The survey was conducted between February and June 2001. In total, 27980 physicians were sent a questionnaire. Responses were received from 14319 physicians, a response rate of 51.2%. From this number, 1231 respondents were deemed ineligible because they were retired, medical residents, administrators, researchers, or on leave. This left an eligible sample of 13088 family physicians.
To ensure that only physicians who regularly practise general family medicine were included in our analysis, we conducted a further screening. Respondents were deemed eligible for inclusion if they reported that their main practice setting was a private office or clinic, community clinic or community health centre, academic family medicine teaching unit, or free-standing walk-in clinic. As well, respondents had to report that at least one family physician (ie, themselves) worked in their main practice setting.
Respondents whose main practice setting was reported as being a nursing home, hospital inpatient unit, or emergency department, or who, for whatever reason, reported that no family physicians worked in their main practice setting, were excluded from the analysis. Following this screening, 10553 family physicians remained in the sample for analysis.

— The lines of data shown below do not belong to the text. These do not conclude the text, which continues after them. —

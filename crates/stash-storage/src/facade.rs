//! Single entry point over both storage tiers.
//!
//! `SecureStorage` is constructed once with explicit backends and a key
//! provider, then handed to whoever needs it. `session()` reaches the
//! ephemeral tier, `database()` the durable tier, and
//! `migrate_from_local_storage` moves legacy plaintext entries into the
//! encrypted session tier.

use std::sync::Arc;

use serde::{de::DeserializeOwned, Serialize};
use serde_json::Value;
use stash_core::{
    storage::{KeyValueBackend, RecordTable},
    Clock, DurableOptions, StorageError, SystemClock, WriteOptions,
};
use tracing::{info, instrument, warn};

use crate::{
    durable::DurableStore,
    environment::{Capabilities, StorageMode},
    ephemeral::{EphemeralStore, TeardownGuard},
    key_manager::{KeyProvider, SessionKeyManager},
};

/// Expiration applied to values moved out of the legacy store.
pub const MIGRATION_TTL_MS: u64 = 24 * 60 * 60 * 1000;

/// Wires backends and a key provider into a `SecureStorage`.
///
/// Anything left unset is treated as unavailable, except the key provider,
/// which defaults to a fresh `SessionKeyManager`.
pub struct SecureStorageBuilder {
    session: Option<Arc<dyn KeyValueBackend>>,
    table: Option<Arc<dyn RecordTable>>,
    legacy: Option<Arc<dyn KeyValueBackend>>,
    keys: Option<Arc<dyn KeyProvider>>,
    clock: Arc<dyn Clock>,
}

impl Default for SecureStorageBuilder {
    fn default() -> Self {
        Self {
            session: None,
            table: None,
            legacy: None,
            keys: None,
            clock: Arc::new(SystemClock),
        }
    }
}

impl SecureStorageBuilder {
    pub fn session_backend(mut self, backend: impl KeyValueBackend + 'static) -> Self {
        self.session = Some(Arc::new(backend));
        self
    }

    pub fn record_table(mut self, table: impl RecordTable + 'static) -> Self {
        self.table = Some(Arc::new(table));
        self
    }

    /// Flat plaintext store that migration reads from.
    pub fn legacy_store(mut self, backend: impl KeyValueBackend + 'static) -> Self {
        self.legacy = Some(Arc::new(backend));
        self
    }

    pub fn key_provider(mut self, keys: impl KeyProvider + 'static) -> Self {
        self.keys = Some(Arc::new(keys));
        self
    }

    pub fn clock(mut self, clock: impl Clock + 'static) -> Self {
        self.clock = Arc::new(clock);
        self
    }

    pub fn build(self) -> SecureStorage {
        let keys: Arc<dyn KeyProvider> = match self.keys {
            Some(keys) => keys,
            None => Arc::new(SessionKeyManager::new()),
        };
        let capabilities = Capabilities {
            session_storage: self.session.is_some(),
            structured_storage: self.table.is_some(),
            crypto: keys.is_available(),
        };
        SecureStorage {
            session: EphemeralStore::with_clock(self.session, keys, self.clock.clone()),
            database: DurableStore::with_clock(self.table, self.clock),
            legacy: self.legacy,
            capabilities,
        }
    }
}

/// Outcome of a legacy migration run.
#[derive(Debug, Clone, Default, PartialEq, Eq)]
pub struct MigrationReport {
    pub migrated: Vec<String>,
    pub failed: Vec<MigrationFailure>,
    /// Keys not present in the legacy store.
    pub skipped: Vec<String>,
}

#[derive(Debug, Clone, PartialEq, Eq)]
pub struct MigrationFailure {
    pub key: String,
    pub error: StorageError,
}

#[derive(Clone)]
pub struct SecureStorage {
    session: EphemeralStore,
    database: DurableStore,
    legacy: Option<Arc<dyn KeyValueBackend>>,
    capabilities: Capabilities,
}

impl SecureStorage {
    pub fn builder() -> SecureStorageBuilder {
        SecureStorageBuilder::default()
    }

    /// True only if session storage, structured storage and crypto are all present.
    pub fn is_secure_storage_available(&self) -> bool {
        self.capabilities.is_secure()
    }

    pub fn capabilities(&self) -> Capabilities {
        self.capabilities
    }

    pub fn mode(&self) -> StorageMode {
        self.session.mode()
    }

    pub fn session(&self) -> SessionTier<'_> {
        SessionTier {
            store: &self.session,
        }
    }

    pub fn database(&self) -> DatabaseTier<'_> {
        DatabaseTier {
            store: &self.database,
        }
    }

    /// Clears the session tier when the returned guard drops.
    pub fn teardown_guard(&self) -> TeardownGuard {
        self.session.teardown_guard()
    }

    /// Move allow-listed plaintext entries from the legacy store into the
    /// encrypted session tier.
    ///
    /// Keys whose legacy value is not JSON, or whose secure write fails, stay
    /// in the legacy store and are reported in `failed`. Rerunning only
    /// touches keys still present in the legacy store.
    #[instrument(skip_all, fields(keys = keys.len()))]
    pub async fn migrate_from_local_storage<S: AsRef<str>>(&self, keys: &[S]) -> MigrationReport {
        let mut report = MigrationReport::default();
        let legacy = match &self.legacy {
            Some(legacy) if self.session.mode() != StorageMode::Unavailable => legacy,
            _ => {
                warn!("migration skipped: legacy or session storage unavailable");
                report.skipped = keys.iter().map(|k| k.as_ref().to_string()).collect();
                return report;
            }
        };

        for key in keys {
            let key: &str = key.as_ref();
            match self.migrate_key(legacy.as_ref(), key).await {
                Ok(true) => report.migrated.push(key.to_string()),
                Ok(false) => report.skipped.push(key.to_string()),
                Err(error) => {
                    warn!(key, %error, "legacy entry not migrated");
                    report.failed.push(MigrationFailure {
                        key: key.to_string(),
                        error,
                    });
                }
            }
        }

        info!(
            migrated = report.migrated.len(),
            failed = report.failed.len(),
            skipped = report.skipped.len(),
            "legacy migration finished"
        );
        report
    }

    async fn migrate_key(
        &self,
        legacy: &dyn KeyValueBackend,
        key: &str,
    ) -> Result<bool, StorageError> {
        let Some(raw) = legacy.get_item(key)? else {
            return Ok(false);
        };
        let value: Value = serde_json::from_str(&raw)?;
        self.session
            .set_item(
                key,
                value,
                WriteOptions::encrypted().expires_in_ms(MIGRATION_TTL_MS),
            )
            .await?;
        legacy.remove_item(key)?;
        Ok(true)
    }
}

/// `session.*` surface of the facade.
pub struct SessionTier<'a> {
    store: &'a EphemeralStore,
}

impl SessionTier<'_> {
    pub async fn set<T: Serialize + ?Sized>(
        &self,
        key: &str,
        value: &T,
        opts: WriteOptions,
    ) -> Result<(), StorageError> {
        let value = serde_json::to_value(value)?;
        self.store.set_item(key, value, opts).await
    }

    pub async fn get(&self, key: &str) -> Result<Option<Value>, StorageError> {
        self.store.get_item(key).await
    }

    /// Typed read; a value of the wrong shape reads as missing.
    pub async fn get_as<T: DeserializeOwned>(&self, key: &str) -> Result<Option<T>, StorageError> {
        Ok(decode_typed(key, self.store.get_item(key).await?))
    }

    pub fn remove(&self, key: &str) -> Result<(), StorageError> {
        self.store.remove_item(key)
    }

    pub fn clear(&self) -> Result<(), StorageError> {
        self.store.clear()
    }

    pub fn keys(&self) -> Result<Vec<String>, StorageError> {
        self.store.keys()
    }
}

/// `database.*` surface of the facade.
pub struct DatabaseTier<'a> {
    store: &'a DurableStore,
}

impl DatabaseTier<'_> {
    pub async fn store<T: Serialize + ?Sized>(
        &self,
        id: &str,
        data: &T,
        opts: DurableOptions,
    ) -> Result<(), StorageError> {
        let data = serde_json::to_value(data)?;
        self.store.store(id, data, opts).await
    }

    pub async fn get(&self, id: &str) -> Result<Option<Value>, StorageError> {
        self.store.get(id).await
    }

    /// Typed read; a value of the wrong shape reads as missing.
    pub async fn get_as<T: DeserializeOwned>(&self, id: &str) -> Result<Option<T>, StorageError> {
        Ok(decode_typed(id, self.store.get(id).await?))
    }

    pub async fn delete(&self, id: &str) -> Result<(), StorageError> {
        self.store.delete(id).await
    }

    pub async fn clear_expired(&self) -> Result<usize, StorageError> {
        self.store.clear_expired().await
    }
}

fn decode_typed<T: DeserializeOwned>(key: &str, value: Option<Value>) -> Option<T> {
    let value = value?;
    match serde_json::from_value(value) {
        Ok(typed) => Some(typed),
        Err(err) => {
            warn!(key, %err, "stored value has unexpected shape");
            None
        }
    }
}

#[cfg(test)]
mod tests {
    use serde_json::json;
    use stash_core::{
        storage::{InMemoryKeyValue, InMemoryRecordTable},
        ManualClock,
    };

    use super::*;
    use crate::{cipher, ephemeral::SESSION_ID_KEY, key_manager::UnavailableKeyProvider};

    struct Fixture {
        storage: SecureStorage,
        session: InMemoryKeyValue,
        legacy: InMemoryKeyValue,
        clock: ManualClock,
    }

    fn fixture() -> Fixture {
        let session = InMemoryKeyValue::new();
        let legacy = InMemoryKeyValue::new();
        let clock = ManualClock::default();
        let storage = SecureStorage::builder()
            .session_backend(session.clone())
            .record_table(InMemoryRecordTable::new())
            .legacy_store(legacy.clone())
            .key_provider(SessionKeyManager::with_iterations(10))
            .clock(clock.clone())
            .build();
        Fixture {
            storage,
            session,
            legacy,
            clock,
        }
    }

    fn raw_session_entry(fx: &Fixture, key: &str) -> Option<String> {
        let id = fx
            .session
            .get_item(SESSION_ID_KEY)
            .expect("read")
            .expect("session id");
        fx.session.get_item(&format!("{id}_{key}")).expect("read")
    }

    #[tokio::test]
    async fn fully_wired_storage_is_secure() {
        let fx = fixture();
        assert!(fx.storage.is_secure_storage_available());
        assert_eq!(fx.storage.mode(), StorageMode::Encrypted);
    }

    #[tokio::test]
    async fn session_email_is_not_stored_literally() {
        let fx = fixture();
        fx.storage
            .session()
            .set("email", "a@b.com", WriteOptions::encrypted())
            .await
            .expect("set");

        assert_eq!(
            fx.storage.session().get("email").await.expect("get"),
            Some(json!("a@b.com"))
        );
        let raw = raw_session_entry(&fx, "email").expect("raw entry");
        assert_ne!(raw, "a@b.com");
        assert!(!raw.contains("a@b.com"));
    }

    #[tokio::test]
    async fn database_cart_state_round_trip() {
        let fx = fixture();
        fx.storage
            .database()
            .store(
                "cartState",
                &json!({"items": [1, 2]}),
                DurableOptions::expires_in_ms(86_400_000),
            )
            .await
            .expect("store");

        assert_eq!(
            fx.storage.database().get("cartState").await.expect("get"),
            Some(json!({"items": [1, 2]}))
        );
    }

    #[tokio::test]
    async fn typed_reads_treat_wrong_shape_as_missing() {
        let fx = fixture();
        fx.storage
            .database()
            .store("count", &json!("not a number"), DurableOptions::default())
            .await
            .expect("store");

        let typed: Option<u32> = fx.storage.database().get_as("count").await.expect("get");
        assert_eq!(typed, None);
    }

    #[tokio::test]
    async fn migration_moves_values_and_is_idempotent() {
        let fx = fixture();
        fx.legacy
            .set_item("cart", r#"{"items":[1,2]}"#)
            .expect("seed");

        let first = fx.storage.migrate_from_local_storage(&["cart"]).await;
        assert_eq!(first.migrated, vec!["cart"]);
        assert!(first.failed.is_empty());

        let second = fx.storage.migrate_from_local_storage(&["cart"]).await;
        assert!(second.migrated.is_empty());
        assert!(second.failed.is_empty());
        assert_eq!(second.skipped, vec!["cart"]);

        assert_eq!(fx.legacy.get_item("cart").expect("get"), None);
        assert_eq!(
            fx.storage.session().get("cart").await.expect("get"),
            Some(json!({"items": [1, 2]}))
        );
        let raw = raw_session_entry(&fx, "cart").expect("raw entry");
        assert!(cipher::is_sealed(&raw));
    }

    #[tokio::test]
    async fn migrated_values_expire() {
        let fx = fixture();
        fx.legacy.set_item("email", "\"a@b.com\"").expect("seed");
        fx.storage.migrate_from_local_storage(&["email"]).await;

        fx.clock.advance_ms(MIGRATION_TTL_MS as i64);
        assert_eq!(fx.storage.session().get("email").await.expect("get"), None);
    }

    #[tokio::test]
    async fn unparseable_legacy_values_are_reported_and_kept() {
        let fx = fixture();
        fx.legacy.set_item("good", "42").expect("seed");
        fx.legacy.set_item("bad", "{broken").expect("seed");

        let report = fx
            .storage
            .migrate_from_local_storage(&["good", "bad", "absent"])
            .await;

        assert_eq!(report.migrated, vec!["good"]);
        assert_eq!(report.skipped, vec!["absent"]);
        assert_eq!(report.failed.len(), 1);
        assert_eq!(report.failed[0].key, "bad");
        assert!(matches!(
            report.failed[0].error,
            StorageError::Serialization { .. }
        ));
        assert_eq!(
            fx.legacy.get_item("bad").expect("get").as_deref(),
            Some("{broken")
        );
    }

    #[tokio::test]
    async fn degrades_without_structured_storage_or_crypto() {
        let storage = SecureStorage::builder()
            .session_backend(InMemoryKeyValue::new())
            .key_provider(UnavailableKeyProvider)
            .build();
        assert!(!storage.is_secure_storage_available());
        assert_eq!(storage.mode(), StorageMode::PlaintextFallback);

        storage
            .session()
            .set("k", &json!(1), WriteOptions::encrypted())
            .await
            .expect("session set");
        assert_eq!(storage.session().get("k").await.expect("get"), Some(json!(1)));
        storage.session().remove("k").expect("remove");
        storage.session().clear().expect("clear");

        storage
            .database()
            .store("d", &json!(1), DurableOptions::default())
            .await
            .expect("db store");
        assert_eq!(storage.database().get("d").await.expect("db get"), None);
        storage.database().delete("d").await.expect("db delete");
        assert_eq!(storage.database().clear_expired().await.expect("sweep"), 0);
    }

    #[tokio::test]
    async fn nothing_wired_resolves_without_error() {
        let storage = SecureStorage::builder()
            .key_provider(UnavailableKeyProvider)
            .build();
        assert!(!storage.is_secure_storage_available());
        assert_eq!(storage.mode(), StorageMode::Unavailable);

        storage
            .session()
            .set("k", &json!(1), WriteOptions::default())
            .await
            .expect("set");
        assert_eq!(storage.session().get("k").await.expect("get"), None);

        let report = storage.migrate_from_local_storage(&["a", "b"]).await;
        assert_eq!(report.skipped, vec!["a", "b"]);
    }
}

To determine access for general practice patients, respondents were categorized into an “after-hours services group” if they reported providing telephone or in-person on-call services for nonhospitalized patients. Rural physicians providing emergency room on-call services were also included in the after-hours services group, as rural physicians sometimes provide medical services for their general practice patients directly through the emergency department. Rural physicians were identified in the questionnaire if they described their practice as rural or geographically isolated. Those who reported providing no on-call services, only obstetric, hospital inpatient, or emergency room on-call services in a non-rural practice, were included in the “no after-hours services group.”
Differences in response rates between men and women, and between health regions, were identified in the original sample3; both of these differences have been found to affect practice patterns.3 To minimize response bias, the CFPC used population weighting on the original sample to generate estimates of the total family physician population. Weights were calculated by dividing the total population of a specific segment of the population (eg, Toronto female physicians) by the respondent population (Toronto female respondents). This process is described in detail in the database documentation.3 A problem with use of population weights in statistical analysis is that they inflate the sample size and increase the risk of committing a type I error. To avoid this problem, analytic weights were calculated on the subsample used for this analysis by dividing the population weights for each person in the sample by the average weight for the sample. These weights correct for nonresponse bias while maintaining the original sample size.5
Data analysis included bivariate and multivariate techniques. Bivariate analysis was used to identify potential explanatory variables for the outcome (P < .01). Multivariate logistic regression analysis was used to assess the association between the outcome variable and potential predictors, while adjusting for other identified explanatory variables. All potential explanatory variables for the regression model are presented in Table 1. Models were run using a backward stepwise selection algorithm. Variables were retained in the model if the significance level for the Wald inclusion test statistic was .01. All data manipulation and analysis was done using SAS (version 8.2). Ethics approval was obtained through the Laurentian University Ethics Review Board.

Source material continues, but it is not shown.